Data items

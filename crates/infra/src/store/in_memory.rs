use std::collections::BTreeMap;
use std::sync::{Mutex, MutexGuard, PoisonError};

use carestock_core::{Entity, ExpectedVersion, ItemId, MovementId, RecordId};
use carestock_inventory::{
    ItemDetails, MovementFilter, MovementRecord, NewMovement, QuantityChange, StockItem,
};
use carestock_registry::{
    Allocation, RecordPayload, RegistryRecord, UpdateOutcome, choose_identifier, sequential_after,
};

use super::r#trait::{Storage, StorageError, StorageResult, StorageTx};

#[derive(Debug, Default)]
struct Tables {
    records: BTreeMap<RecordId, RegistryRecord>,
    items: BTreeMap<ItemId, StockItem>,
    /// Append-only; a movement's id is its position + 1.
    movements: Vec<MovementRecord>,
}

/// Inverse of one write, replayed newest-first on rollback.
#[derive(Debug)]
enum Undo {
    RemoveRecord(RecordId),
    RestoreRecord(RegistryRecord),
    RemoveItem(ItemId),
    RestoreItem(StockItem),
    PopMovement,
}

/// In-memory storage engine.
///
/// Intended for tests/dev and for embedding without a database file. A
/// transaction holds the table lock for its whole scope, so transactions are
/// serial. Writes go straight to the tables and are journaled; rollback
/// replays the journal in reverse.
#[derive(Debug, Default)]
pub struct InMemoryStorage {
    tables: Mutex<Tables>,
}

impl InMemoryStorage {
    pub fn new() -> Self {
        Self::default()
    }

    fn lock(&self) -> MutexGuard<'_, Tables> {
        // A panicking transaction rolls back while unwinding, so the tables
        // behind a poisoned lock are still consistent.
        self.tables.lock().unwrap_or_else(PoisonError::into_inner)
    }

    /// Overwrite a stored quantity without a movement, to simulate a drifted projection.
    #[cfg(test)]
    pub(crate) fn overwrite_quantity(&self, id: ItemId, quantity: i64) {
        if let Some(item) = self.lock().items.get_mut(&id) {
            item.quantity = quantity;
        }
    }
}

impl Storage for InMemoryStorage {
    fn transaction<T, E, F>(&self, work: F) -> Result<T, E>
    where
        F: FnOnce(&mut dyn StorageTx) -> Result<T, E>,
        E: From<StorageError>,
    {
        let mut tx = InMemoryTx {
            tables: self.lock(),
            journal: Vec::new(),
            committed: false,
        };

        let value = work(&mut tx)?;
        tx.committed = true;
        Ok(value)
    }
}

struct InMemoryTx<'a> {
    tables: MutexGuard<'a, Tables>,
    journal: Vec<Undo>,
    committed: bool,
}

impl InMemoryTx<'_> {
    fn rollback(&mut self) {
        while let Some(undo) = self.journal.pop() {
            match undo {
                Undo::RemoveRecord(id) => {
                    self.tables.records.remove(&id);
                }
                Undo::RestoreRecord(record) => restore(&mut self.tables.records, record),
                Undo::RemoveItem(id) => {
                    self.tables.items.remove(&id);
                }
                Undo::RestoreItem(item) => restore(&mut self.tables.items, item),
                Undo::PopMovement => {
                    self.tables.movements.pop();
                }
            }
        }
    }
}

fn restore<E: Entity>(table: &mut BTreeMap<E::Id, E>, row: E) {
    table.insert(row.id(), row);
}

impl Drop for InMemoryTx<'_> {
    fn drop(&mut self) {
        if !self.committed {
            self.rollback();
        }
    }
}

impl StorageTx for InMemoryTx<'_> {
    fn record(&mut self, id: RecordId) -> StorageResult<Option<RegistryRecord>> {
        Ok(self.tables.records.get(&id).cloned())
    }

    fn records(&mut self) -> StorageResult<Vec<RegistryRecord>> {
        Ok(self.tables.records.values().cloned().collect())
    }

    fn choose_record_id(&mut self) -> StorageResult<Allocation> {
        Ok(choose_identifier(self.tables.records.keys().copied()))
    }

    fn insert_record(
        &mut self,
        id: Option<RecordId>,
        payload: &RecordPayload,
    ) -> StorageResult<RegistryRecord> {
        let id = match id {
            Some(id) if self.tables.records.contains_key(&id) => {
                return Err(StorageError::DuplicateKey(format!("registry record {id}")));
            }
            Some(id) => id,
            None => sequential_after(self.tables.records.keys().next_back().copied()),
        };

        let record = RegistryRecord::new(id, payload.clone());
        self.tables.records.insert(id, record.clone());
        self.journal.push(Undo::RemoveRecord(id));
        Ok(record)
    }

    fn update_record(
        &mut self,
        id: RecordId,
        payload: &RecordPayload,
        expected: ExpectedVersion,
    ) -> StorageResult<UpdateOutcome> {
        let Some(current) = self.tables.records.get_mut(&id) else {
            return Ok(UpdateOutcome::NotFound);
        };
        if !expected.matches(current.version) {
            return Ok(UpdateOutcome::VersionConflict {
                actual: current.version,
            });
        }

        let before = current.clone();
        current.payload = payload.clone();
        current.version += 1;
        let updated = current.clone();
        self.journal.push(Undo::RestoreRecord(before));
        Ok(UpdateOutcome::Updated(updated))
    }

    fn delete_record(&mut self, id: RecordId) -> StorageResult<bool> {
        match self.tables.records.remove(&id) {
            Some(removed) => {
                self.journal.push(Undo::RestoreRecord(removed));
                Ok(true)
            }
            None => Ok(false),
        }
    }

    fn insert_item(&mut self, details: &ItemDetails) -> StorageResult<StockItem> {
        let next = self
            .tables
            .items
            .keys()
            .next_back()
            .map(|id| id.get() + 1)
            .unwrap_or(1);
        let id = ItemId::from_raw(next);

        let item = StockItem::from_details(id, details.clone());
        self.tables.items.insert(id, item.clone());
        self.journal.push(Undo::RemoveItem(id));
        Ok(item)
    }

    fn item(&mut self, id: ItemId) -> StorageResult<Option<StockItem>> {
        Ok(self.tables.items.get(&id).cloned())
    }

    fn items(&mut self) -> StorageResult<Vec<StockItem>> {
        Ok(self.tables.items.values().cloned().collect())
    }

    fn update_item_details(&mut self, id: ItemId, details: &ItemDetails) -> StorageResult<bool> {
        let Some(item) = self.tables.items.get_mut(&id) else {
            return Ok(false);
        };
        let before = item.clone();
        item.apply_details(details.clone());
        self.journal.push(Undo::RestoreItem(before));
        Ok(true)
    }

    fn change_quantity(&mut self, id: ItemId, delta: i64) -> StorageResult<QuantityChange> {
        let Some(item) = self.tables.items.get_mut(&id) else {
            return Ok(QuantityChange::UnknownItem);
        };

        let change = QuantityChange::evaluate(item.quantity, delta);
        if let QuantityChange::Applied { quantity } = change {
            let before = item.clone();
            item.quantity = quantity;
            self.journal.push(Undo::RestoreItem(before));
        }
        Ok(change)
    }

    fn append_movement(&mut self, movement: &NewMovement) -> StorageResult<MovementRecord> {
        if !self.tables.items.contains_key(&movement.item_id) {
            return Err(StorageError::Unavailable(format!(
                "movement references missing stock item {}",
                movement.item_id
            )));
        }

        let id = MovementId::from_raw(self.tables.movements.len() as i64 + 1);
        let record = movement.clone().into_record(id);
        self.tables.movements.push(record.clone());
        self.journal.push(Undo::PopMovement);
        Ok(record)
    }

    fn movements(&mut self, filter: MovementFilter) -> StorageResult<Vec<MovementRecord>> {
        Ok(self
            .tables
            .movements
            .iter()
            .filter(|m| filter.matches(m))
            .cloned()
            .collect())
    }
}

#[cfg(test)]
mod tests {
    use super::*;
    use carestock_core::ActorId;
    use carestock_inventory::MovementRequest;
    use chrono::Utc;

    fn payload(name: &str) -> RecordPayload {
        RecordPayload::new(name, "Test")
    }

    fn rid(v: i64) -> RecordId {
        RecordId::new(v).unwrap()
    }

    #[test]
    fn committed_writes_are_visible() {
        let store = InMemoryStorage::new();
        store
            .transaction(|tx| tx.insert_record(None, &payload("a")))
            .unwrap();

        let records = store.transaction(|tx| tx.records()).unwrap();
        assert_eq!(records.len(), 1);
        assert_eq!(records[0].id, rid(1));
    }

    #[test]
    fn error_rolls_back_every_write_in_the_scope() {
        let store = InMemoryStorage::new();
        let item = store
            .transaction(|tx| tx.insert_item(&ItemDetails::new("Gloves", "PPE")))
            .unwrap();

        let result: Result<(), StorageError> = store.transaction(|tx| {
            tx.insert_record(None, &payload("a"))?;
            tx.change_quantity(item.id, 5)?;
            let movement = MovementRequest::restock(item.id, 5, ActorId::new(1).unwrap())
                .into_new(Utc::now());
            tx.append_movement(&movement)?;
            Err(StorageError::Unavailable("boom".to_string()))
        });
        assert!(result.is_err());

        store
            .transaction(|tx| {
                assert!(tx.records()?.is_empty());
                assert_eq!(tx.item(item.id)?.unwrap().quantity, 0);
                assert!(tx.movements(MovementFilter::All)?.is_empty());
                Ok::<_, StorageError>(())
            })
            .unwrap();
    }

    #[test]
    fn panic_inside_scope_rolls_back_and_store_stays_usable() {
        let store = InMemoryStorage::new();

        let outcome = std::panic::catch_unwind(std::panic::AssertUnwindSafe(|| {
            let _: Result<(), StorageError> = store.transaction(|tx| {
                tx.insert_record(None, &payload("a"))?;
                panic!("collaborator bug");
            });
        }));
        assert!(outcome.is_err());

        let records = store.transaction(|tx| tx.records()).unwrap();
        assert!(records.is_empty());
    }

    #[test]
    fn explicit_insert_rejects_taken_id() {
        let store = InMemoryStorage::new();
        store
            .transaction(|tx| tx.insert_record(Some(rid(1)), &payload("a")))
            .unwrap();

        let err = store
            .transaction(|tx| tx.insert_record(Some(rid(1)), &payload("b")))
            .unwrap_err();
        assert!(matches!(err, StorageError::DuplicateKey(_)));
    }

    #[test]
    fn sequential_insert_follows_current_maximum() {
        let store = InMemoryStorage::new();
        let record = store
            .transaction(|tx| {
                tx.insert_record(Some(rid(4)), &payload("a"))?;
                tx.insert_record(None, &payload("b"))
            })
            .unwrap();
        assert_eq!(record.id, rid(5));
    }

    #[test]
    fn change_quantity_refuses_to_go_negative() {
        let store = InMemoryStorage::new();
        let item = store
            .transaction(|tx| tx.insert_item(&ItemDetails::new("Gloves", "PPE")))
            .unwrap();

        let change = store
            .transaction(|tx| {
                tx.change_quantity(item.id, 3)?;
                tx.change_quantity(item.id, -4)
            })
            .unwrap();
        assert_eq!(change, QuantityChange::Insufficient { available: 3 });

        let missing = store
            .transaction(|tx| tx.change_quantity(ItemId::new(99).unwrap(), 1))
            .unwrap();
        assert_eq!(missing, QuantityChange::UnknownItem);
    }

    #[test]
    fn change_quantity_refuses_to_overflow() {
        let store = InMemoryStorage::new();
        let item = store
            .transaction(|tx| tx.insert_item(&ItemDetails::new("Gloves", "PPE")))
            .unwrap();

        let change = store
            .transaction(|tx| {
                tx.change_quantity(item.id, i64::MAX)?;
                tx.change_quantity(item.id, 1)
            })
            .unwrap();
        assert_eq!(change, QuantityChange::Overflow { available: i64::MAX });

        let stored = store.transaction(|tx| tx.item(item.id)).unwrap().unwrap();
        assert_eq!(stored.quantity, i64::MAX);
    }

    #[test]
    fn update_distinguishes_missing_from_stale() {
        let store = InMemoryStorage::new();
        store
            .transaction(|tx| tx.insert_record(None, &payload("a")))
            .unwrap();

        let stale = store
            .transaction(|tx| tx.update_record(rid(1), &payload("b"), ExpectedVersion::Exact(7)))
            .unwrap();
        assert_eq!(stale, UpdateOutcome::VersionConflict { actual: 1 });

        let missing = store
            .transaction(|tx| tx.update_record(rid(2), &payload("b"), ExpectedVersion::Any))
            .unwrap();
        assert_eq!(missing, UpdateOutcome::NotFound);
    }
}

...

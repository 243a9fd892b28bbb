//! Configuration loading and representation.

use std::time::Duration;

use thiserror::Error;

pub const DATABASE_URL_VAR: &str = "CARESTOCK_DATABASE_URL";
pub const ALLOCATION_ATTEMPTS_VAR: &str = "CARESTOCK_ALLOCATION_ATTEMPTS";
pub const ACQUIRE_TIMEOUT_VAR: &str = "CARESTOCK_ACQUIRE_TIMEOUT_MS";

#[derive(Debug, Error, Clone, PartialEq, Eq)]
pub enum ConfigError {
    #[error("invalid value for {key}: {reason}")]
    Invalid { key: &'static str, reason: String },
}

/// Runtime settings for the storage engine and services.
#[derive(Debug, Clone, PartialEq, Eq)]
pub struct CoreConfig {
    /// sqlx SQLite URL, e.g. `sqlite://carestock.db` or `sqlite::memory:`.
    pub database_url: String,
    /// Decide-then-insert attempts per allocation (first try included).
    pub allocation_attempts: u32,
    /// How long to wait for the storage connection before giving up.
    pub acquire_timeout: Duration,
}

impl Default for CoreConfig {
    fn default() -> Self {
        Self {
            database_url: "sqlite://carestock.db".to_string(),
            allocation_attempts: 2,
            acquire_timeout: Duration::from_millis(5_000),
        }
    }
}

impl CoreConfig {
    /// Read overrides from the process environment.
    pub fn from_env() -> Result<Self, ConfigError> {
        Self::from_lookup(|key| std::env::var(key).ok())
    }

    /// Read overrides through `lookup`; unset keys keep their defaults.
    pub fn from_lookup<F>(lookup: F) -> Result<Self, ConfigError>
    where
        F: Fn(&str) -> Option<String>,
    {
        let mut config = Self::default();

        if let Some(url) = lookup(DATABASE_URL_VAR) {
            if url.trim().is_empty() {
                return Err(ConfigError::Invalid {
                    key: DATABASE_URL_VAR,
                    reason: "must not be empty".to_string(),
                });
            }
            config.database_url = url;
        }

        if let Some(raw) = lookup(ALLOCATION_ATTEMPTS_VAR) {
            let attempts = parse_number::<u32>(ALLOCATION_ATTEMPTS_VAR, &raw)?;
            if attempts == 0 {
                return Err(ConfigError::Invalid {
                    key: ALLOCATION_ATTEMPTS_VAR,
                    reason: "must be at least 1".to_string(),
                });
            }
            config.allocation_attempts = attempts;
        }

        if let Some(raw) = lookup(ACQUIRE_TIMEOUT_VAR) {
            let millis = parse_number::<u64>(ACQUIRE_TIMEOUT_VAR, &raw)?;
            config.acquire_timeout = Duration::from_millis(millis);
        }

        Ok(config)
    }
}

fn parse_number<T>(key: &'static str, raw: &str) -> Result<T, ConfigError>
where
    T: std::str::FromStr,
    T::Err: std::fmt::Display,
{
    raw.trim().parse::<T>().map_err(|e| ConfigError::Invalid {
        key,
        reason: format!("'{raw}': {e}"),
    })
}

...

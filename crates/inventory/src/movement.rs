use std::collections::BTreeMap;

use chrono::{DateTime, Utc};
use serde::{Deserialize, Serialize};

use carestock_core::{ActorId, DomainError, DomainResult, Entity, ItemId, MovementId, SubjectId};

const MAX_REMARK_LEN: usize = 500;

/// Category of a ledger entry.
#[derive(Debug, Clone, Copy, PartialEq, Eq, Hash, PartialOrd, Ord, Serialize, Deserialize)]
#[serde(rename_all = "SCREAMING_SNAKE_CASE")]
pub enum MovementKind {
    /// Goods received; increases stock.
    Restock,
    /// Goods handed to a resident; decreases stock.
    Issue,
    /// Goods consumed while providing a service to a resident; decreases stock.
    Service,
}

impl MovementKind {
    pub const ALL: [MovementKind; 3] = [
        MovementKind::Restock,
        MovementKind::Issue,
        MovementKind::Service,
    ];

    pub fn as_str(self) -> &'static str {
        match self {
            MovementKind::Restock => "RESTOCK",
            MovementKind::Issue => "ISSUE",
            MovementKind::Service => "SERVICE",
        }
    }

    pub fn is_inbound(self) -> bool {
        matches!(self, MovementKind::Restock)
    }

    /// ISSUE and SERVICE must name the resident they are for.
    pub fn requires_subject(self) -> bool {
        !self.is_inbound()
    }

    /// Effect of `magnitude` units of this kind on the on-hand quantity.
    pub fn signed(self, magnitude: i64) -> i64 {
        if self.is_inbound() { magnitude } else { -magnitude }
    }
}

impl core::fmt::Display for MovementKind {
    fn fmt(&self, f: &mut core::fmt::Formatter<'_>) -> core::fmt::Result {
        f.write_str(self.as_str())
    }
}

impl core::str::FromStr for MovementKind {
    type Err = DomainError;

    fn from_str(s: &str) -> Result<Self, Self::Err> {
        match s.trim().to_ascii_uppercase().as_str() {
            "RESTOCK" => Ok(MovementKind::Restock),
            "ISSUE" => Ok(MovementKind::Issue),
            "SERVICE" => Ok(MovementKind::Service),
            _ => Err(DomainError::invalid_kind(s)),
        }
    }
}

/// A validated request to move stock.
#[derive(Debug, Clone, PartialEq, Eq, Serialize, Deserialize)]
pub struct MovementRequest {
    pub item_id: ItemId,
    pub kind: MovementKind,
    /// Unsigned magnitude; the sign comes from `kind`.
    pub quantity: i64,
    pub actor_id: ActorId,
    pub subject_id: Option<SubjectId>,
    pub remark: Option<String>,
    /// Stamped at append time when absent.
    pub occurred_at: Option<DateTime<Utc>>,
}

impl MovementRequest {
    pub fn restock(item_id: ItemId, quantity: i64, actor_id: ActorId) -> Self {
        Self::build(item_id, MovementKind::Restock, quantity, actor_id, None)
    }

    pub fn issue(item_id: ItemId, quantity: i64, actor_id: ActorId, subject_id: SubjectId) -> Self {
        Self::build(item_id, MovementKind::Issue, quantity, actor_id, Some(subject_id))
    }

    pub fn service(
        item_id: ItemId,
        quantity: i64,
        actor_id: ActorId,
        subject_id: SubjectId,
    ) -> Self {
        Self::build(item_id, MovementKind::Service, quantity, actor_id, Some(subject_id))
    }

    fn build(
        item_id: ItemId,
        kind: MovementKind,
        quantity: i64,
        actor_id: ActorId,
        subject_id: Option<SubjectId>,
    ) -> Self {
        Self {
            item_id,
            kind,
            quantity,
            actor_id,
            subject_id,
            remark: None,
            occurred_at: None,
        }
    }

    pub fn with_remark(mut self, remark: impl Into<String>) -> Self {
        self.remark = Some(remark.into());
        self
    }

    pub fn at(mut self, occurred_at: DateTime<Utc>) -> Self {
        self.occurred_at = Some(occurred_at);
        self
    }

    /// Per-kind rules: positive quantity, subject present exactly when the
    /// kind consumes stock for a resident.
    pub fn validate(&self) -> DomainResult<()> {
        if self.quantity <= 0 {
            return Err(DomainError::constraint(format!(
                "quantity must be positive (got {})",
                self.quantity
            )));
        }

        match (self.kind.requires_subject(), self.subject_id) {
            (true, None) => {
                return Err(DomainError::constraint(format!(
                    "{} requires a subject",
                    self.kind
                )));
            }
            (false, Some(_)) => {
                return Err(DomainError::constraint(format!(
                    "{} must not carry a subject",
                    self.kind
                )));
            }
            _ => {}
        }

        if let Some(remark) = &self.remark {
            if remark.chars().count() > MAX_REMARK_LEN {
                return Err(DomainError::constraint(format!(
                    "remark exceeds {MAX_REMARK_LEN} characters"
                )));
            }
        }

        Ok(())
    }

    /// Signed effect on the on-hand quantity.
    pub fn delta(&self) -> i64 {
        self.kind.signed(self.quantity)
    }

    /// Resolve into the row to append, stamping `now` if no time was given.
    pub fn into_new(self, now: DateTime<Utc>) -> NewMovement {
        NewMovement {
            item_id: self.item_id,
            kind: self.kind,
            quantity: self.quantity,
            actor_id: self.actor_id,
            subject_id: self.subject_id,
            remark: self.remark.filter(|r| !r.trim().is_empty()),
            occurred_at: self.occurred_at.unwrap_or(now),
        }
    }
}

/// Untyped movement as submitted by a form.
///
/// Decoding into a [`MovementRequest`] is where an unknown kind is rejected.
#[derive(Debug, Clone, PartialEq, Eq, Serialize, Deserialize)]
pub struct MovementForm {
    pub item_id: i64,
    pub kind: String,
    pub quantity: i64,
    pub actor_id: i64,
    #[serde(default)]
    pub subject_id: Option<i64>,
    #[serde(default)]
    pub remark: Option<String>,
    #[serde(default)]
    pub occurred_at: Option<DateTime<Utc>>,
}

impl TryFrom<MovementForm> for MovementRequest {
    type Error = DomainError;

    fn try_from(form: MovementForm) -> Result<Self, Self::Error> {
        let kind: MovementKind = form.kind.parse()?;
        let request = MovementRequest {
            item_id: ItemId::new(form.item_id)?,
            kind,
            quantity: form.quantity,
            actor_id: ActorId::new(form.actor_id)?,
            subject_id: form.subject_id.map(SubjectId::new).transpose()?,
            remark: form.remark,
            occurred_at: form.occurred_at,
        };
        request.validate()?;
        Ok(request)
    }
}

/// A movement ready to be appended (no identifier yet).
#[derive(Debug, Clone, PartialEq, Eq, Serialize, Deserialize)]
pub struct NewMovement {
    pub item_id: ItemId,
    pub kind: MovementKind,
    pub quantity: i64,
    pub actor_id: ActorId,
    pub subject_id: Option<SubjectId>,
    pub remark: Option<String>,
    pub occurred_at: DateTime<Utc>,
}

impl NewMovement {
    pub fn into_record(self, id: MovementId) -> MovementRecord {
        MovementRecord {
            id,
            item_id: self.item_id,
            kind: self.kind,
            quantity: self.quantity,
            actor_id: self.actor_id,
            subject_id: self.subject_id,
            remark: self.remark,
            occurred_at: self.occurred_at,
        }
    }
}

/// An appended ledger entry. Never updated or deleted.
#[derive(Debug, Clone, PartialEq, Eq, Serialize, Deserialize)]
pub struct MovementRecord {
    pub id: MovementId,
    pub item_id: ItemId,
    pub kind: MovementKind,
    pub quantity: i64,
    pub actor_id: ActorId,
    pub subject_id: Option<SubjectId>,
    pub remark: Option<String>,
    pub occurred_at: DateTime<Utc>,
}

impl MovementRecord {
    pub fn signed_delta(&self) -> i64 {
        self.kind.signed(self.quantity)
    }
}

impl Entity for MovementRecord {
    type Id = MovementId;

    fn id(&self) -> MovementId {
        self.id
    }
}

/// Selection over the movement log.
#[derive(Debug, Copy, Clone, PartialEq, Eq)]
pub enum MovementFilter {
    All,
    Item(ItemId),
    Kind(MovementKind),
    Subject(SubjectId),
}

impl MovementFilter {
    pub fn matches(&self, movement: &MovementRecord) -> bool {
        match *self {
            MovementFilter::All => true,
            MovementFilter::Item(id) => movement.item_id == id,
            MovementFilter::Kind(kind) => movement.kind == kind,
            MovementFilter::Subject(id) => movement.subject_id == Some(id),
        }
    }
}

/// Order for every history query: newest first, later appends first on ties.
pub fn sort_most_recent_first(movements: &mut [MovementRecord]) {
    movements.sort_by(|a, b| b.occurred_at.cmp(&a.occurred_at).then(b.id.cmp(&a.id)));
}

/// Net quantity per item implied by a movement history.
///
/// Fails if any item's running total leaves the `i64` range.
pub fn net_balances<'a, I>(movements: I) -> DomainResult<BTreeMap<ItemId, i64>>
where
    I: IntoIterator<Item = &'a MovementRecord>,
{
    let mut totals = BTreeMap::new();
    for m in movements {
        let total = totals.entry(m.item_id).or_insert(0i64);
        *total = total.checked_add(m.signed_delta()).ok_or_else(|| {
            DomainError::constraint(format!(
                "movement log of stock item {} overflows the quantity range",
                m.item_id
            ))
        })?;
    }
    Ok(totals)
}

** What to do **
Show me all lines in the records that contain "when".

** Reply **
    /// Stamped at append time when absent.
    /// Per-kind rules: positive quantity, subject present exactly when the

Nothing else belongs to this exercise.